È una caratteristica di
tutti gli intellettuali dediti alla critica politica, a cui i redattori
di Posse non sfuggono, di essere affetti dalla «sindrome di Siracusa».
Come Platone, anch’essi pensano che «i mali, dunque, non avrebbero mai
lasciato l’umanità finché una generazione di filosofi veri e sinceri
non fosse assurta alle somme cariche dello stato». Essendo preclusa la
via della conquista diretta del potere politico, rimane loro soltanto
la possibilità di sedurne i detentori con la grazia del proprio
«GENERAL INTELLECT». È da qui, da questa allucinazione cerebrale, che
viene la passione per Machiavelli, insuperabile modello per tutti gli
aspiranti consiglieri dei principi (soprattutto per chi è cresciuto
all’ombra di Lenin, con la sua coscienza da apportare dall’esterno, e
di Gramsci, con la sua egemonia culturale che precede quella politica).
Se poi non ci sono più in circolazione personaggi della statura di
Dionigi o di Lorenzo il Magnifico, pazienza: vorrà dire che i redattori
di Posse si accontenteranno dell’esotico Hugo Chavez o della casereccia
Livia Turco. Fortunatamente anche loro, come tutti i loro predecessori,
sono destinati o a rimanere inascoltati o a porsi al seguito del potere
che si erano illusi di guidare.

Quanto alla cosiddetta
«moltitudine», non si compiacerà mai abbastanza della perdita di una
rappresentanza.

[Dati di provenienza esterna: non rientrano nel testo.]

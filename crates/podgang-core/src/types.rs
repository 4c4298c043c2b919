//! Read-only snapshots of the cluster objects the engine observes.
//!
//! The engine never mutates the underlying cluster objects; these are
//! copies taken at notification time.

use serde::{Deserialize, Serialize};
use std::collections::HashMap;

/// Pod identity: `{namespace}/{name}`.
pub type PodKey = String;

/// Lifecycle phase of a pod.
#[derive(Debug, Clone, Copy, PartialEq, Eq, Default, Serialize, Deserialize)]
#[serde(rename_all = "PascalCase")]
pub enum PodPhase {
    #[default]
    Pending,
    Running,
    Succeeded,
    Failed,
    Unknown,
}

impl PodPhase {
    pub fn is_terminal(&self) -> bool {
        matches!(self, PodPhase::Succeeded | PodPhase::Failed)
    }
}

/// A pod as seen by the scheduler.
#[derive(Debug, Clone, PartialEq, Serialize, Deserialize)]
pub struct PodSnapshot {
    pub namespace: String,
    pub name: String,
    #[serde(default)]
    pub annotations: HashMap<String, String>,
    /// Scheduler this pod asks for (empty = any).
    #[serde(default)]
    pub scheduler_name: String,
    /// Node the pod is bound to, if any.
    #[serde(default)]
    pub node_name: Option<String>,
    #[serde(default)]
    pub phase: PodPhase,
}

impl PodSnapshot {
    /// Create an unassigned, pending pod with no annotations.
    pub fn new(namespace: &str, name: &str) -> Self {
        Self {
            namespace: namespace.to_string(),
            name: name.to_string(),
            annotations: HashMap::new(),
            scheduler_name: String::new(),
            node_name: None,
            phase: PodPhase::Pending,
        }
    }

    /// Builder-style annotation setter.
    pub fn with_annotation(mut self, key: &str, value: &str) -> Self {
        self.annotations.insert(key.to_string(), value.to_string());
        self
    }

    pub fn with_scheduler_name(mut self, name: &str) -> Self {
        self.scheduler_name = name.to_string();
        self
    }

    /// The pod's identity key.
    pub fn key(&self) -> PodKey {
        format!("{}/{}", self.namespace, self.name)
    }

    /// Whether this snapshot carries enough identity to be tracked.
    pub fn is_identifiable(&self) -> bool {
        !self.namespace.is_empty() && !self.name.is_empty()
    }

    /// Return a copy of this pod bound to `node`.
    pub fn assigned_to(&self, node: &str) -> Self {
        Self {
            node_name: Some(node.to_string()),
            ..self.clone()
        }
    }

    fn is_assigned(&self) -> bool {
        self.node_name.as_deref().is_some_and(|n| !n.is_empty())
    }
}

/// Pods that still need a node: not bound and not finished.
pub fn is_unassigned_non_terminated(pod: &PodSnapshot) -> bool {
    !pod.is_assigned() && !pod.phase.is_terminal()
}

/// Pods occupying a node: bound and not finished.
pub fn is_assigned_non_terminated(pod: &PodSnapshot) -> bool {
    pod.is_assigned() && !pod.phase.is_terminal()
}

/// A node as seen by the scheduler.
#[derive(Debug, Clone, PartialEq, Serialize, Deserialize)]
pub struct NodeSnapshot {
    pub name: String,
    /// Ready condition is `True`.
    #[serde(default = "default_true")]
    pub ready: bool,
    /// Cordoned by an operator.
    #[serde(default)]
    pub unschedulable: bool,
    /// Maximum number of pods the node accepts.
    #[serde(default)]
    pub pod_capacity: u32,
    #[serde(default)]
    pub labels: HashMap<String, String>,
}

fn default_true() -> bool {
    true
}

impl NodeSnapshot {
    pub fn new(name: &str, pod_capacity: u32) -> Self {
        Self {
            name: name.to_string(),
            ready: true,
            unschedulable: false,
            pod_capacity,
            labels: HashMap::new(),
        }
    }

    /// Only ready, uncordoned nodes are offered to the generic scheduler.
    pub fn is_schedulable(&self) -> bool {
        self.ready && !self.unschedulable
    }
}
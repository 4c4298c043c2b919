//! Group registry — the engine-owned map of live scheduling groups.
//!
//! Membership operations live in [`crate::tracker`] and retirement in
//! [`crate::lifecycle`]; this module holds storage and the lookups both
//! build on. The registry is plain data: callers provide the locking.

use std::collections::HashMap;

use tracing::info;

use podgang_core::PodSnapshot;

use crate::error::{GroupError, GroupResult};
use crate::model::{GroupState, SchedulingGroup};

/// Live scheduling groups keyed by group id.
#[derive(Debug, Default)]
pub struct GroupRegistry {
    pub(crate) groups: HashMap<String, SchedulingGroup>,
}

impl GroupRegistry {
    pub fn new() -> Self {
        Self::default()
    }

    pub fn get(&self, group_id: &str) -> Option<&SchedulingGroup> {
        self.groups.get(group_id)
    }

    pub fn get_mut(&mut self, group_id: &str) -> Option<&mut SchedulingGroup> {
        self.groups.get_mut(group_id)
    }

    pub(crate) fn require_mut(&mut self, group_id: &str) -> GroupResult<&mut SchedulingGroup> {
        self.groups
            .get_mut(group_id)
            .ok_or_else(|| GroupError::GroupNotFound(group_id.to_string()))
    }

    pub fn contains(&self, group_id: &str) -> bool {
        self.groups.contains_key(group_id)
    }

    pub fn len(&self) -> usize {
        self.groups.len()
    }

    pub fn is_empty(&self) -> bool {
        self.groups.is_empty()
    }

    /// Group ids in sorted order.
    pub fn group_ids(&self) -> Vec<String> {
        let mut ids: Vec<String> = self.groups.keys().cloned().collect();
        ids.sort();
        ids
    }

    /// Drop a group without touching its state.
    pub fn forget(&mut self, group_id: &str) -> Option<SchedulingGroup> {
        let removed = self.groups.remove(group_id);
        if removed.is_some() {
            info!(group = %group_id, "forgot scheduling group");
        }
        removed
    }

    /// External cancellation: the only way into [`GroupState::Failed`].
    pub fn cancel(&mut self, group_id: &str) -> GroupResult<SchedulingGroup> {
        let mut group = self
            .groups
            .remove(group_id)
            .ok_or_else(|| GroupError::GroupNotFound(group_id.to_string()))?;
        group.status.state = GroupState::Failed;
        info!(group = %group_id, pending = group.pending_pod_count(), "scheduling group cancelled");
        Ok(group)
    }

    /// Mark a pending pod as handed to the binder.
    pub fn mark_in_flight(&mut self, group_id: &str, pod_key: &str) -> GroupResult<()> {
        let group = self.require_mut(group_id)?;
        if group.mark_in_flight(pod_key) {
            Ok(())
        } else {
            Err(GroupError::PodNotPending {
                group: group_id.to_string(),
                pod: pod_key.to_string(),
            })
        }
    }

    /// Clear the in-flight mark for a pod. Returns whether one was set.
    pub fn settle(&mut self, group_id: &str, pod_key: &str) -> GroupResult<bool> {
        Ok(self.require_mut(group_id)?.settle(pod_key))
    }

    /// Snapshot of an in-flight pod, whichever group holds it.
    pub fn find_in_flight(&self, pod_key: &str) -> Option<&PodSnapshot> {
        self.groups
            .values()
            .find_map(|g| g.status.pods_to_bind.get(pod_key))
    }
}

#[cfg(test)]
mod tests {
    use super::*;
    use podgang_core::{MiniGroup, PodSnapshot};

    fn registry_with(pod: &PodSnapshot) -> GroupRegistry {
        let mut registry = GroupRegistry::new();
        let resolved = registry.resolve(pod, true).unwrap();
        registry.add_member(pod, &resolved.mini).unwrap();
        registry
    }

    #[test]
    fn registry_starts_empty() {
        let registry = GroupRegistry::new();
        assert!(registry.is_empty());
        assert!(registry.get("ns/a").is_none());
        assert!(registry.group_ids().is_empty());
    }

    #[test]
    fn forget_removes_group() {
        let pod = PodSnapshot::new("ns", "a");
        let mut registry = registry_with(&pod);
        assert!(registry.contains("ns/a"));
        assert!(registry.forget("ns/a").is_some());
        assert!(registry.forget("ns/a").is_none());
        assert!(registry.is_empty());
    }

    #[test]
    fn cancel_moves_group_to_failed() {
        let pod = PodSnapshot::new("ns", "a");
        let mut registry = registry_with(&pod);
        let cancelled = registry.cancel("ns/a").unwrap();
        assert_eq!(cancelled.state(), GroupState::Failed);
        assert!(!registry.contains("ns/a"));
        assert_eq!(
            registry.cancel("ns/a").unwrap_err(),
            GroupError::GroupNotFound("ns/a".to_string())
        );
    }

    #[test]
    fn in_flight_marks_round_trip_through_registry() {
        let pod = PodSnapshot::new("ns", "a");
        let mut registry = registry_with(&pod);

        registry.mark_in_flight("ns/a", "ns/a").unwrap();
        assert!(registry.get("ns/a").unwrap().is_in_flight("ns/a"));
        assert!(registry.settle("ns/a", "ns/a").unwrap());
        assert!(!registry.settle("ns/a", "ns/a").unwrap());

        assert!(matches!(
            registry.mark_in_flight("ns/a", "ns/b"),
            Err(GroupError::PodNotPending { .. })
        ));
        assert!(matches!(
            registry.settle("missing", "ns/a"),
            Err(GroupError::GroupNotFound(_))
        ));
    }

    #[test]
    fn find_in_flight_searches_all_groups() {
        let a = PodSnapshot::new("ns", "a");
        let b = PodSnapshot::new("ns", "b");
        let mut registry = registry_with(&a);
        let resolved = registry.resolve(&b, true).unwrap();
        registry.add_member(&b, &resolved.mini).unwrap();

        assert!(registry.find_in_flight("ns/b").is_none());
        registry.mark_in_flight("ns/b", "ns/b").unwrap();
        assert_eq!(registry.find_in_flight("ns/b").unwrap().name, "b");
    }

    #[test]
    fn group_ids_are_sorted() {
        let mut registry = GroupRegistry::new();
        for name in ["c", "a", "b"] {
            let pod = PodSnapshot::new("ns", name);
            let mini = MiniGroup::for_pod(&pod);
            registry.resolve(&pod, true).unwrap();
            registry.add_member(&pod, &mini).unwrap();
        }
        assert_eq!(registry.group_ids(), vec!["ns/a", "ns/b", "ns/c"]);
    }
}
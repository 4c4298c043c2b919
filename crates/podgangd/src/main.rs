//! podgangd — the PodGang daemon.
//!
//! Single binary that assembles the gang scheduling subsystems:
//! - Scheduling group engine (membership, queue, node set)
//! - Gang scheduling loop
//! - Bind retry queue
//! - Event feed replay with a simulated cluster
//!
//! # Usage
//!
//! ```text
//! podgangd standalone --events cluster.jsonl --config podgang.toml --run-for 30
//! ```

mod feed;
mod standalone;

use std::path::PathBuf;
use std::time::Duration;

use clap::{Parser, Subcommand};
use tracing::info;
use tracing_subscriber::EnvFilter;

use standalone::StandaloneOptions;

const DEFAULT_LOG_FILTER: &str = "info,podgangd=debug,podgang=debug";

#[derive(Parser)]
#[command(name = "podgangd", about = "PodGang gang-scheduling daemon")]
struct Cli {
    #[command(subcommand)]
    command: Command,
}

#[derive(Subcommand)]
enum Command {
    /// Replay an event feed against an in-process cluster simulation.
    Standalone {
        /// JSON-lines file of pod and node events.
        #[arg(long)]
        events: PathBuf,

        /// Path to podgang.toml.
        #[arg(long)]
        config: Option<PathBuf>,

        /// Scheduler name this instance answers to (overrides the config).
        #[arg(long)]
        scheduler_name: Option<String>,

        /// Stop after this many seconds instead of waiting for Ctrl-C.
        #[arg(long)]
        run_for: Option<u64>,
    },
}

#[tokio::main]
async fn main() -> anyhow::Result<()> {
    // Initialize tracing.
    tracing_subscriber::fmt()
        .with_env_filter(
            EnvFilter::try_from_default_env().unwrap_or_else(|_| EnvFilter::new(DEFAULT_LOG_FILTER)),
        )
        .init();

    let cli = Cli::parse();

    match cli.command {
        Command::Standalone {
            events,
            config,
            scheduler_name,
            run_for,
        } => {
            let report = standalone::run_standalone(StandaloneOptions {
                events,
                config,
                scheduler_name,
                run_for: run_for.map(Duration::from_secs),
            })
            .await?;

            info!(
                applied = report.applied,
                skipped = report.skipped,
                bindings = report.bindings.len(),
                remaining = ?report.remaining_groups,
                "standalone run finished"
            );
            Ok(())
        }
    }
}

I suoi disordini, non servendo più solo per attirare
l’attenzione del sovrano da pedagogizzare ed indurlo ad accogliere a
corte qualche sobillatore che gli porterà in dote le proprie
competenze, potranno tornare ad essere quello che sono sempre stati: le
esplosioni di rabbia di una volontà di vivere troppo a lungo repressa.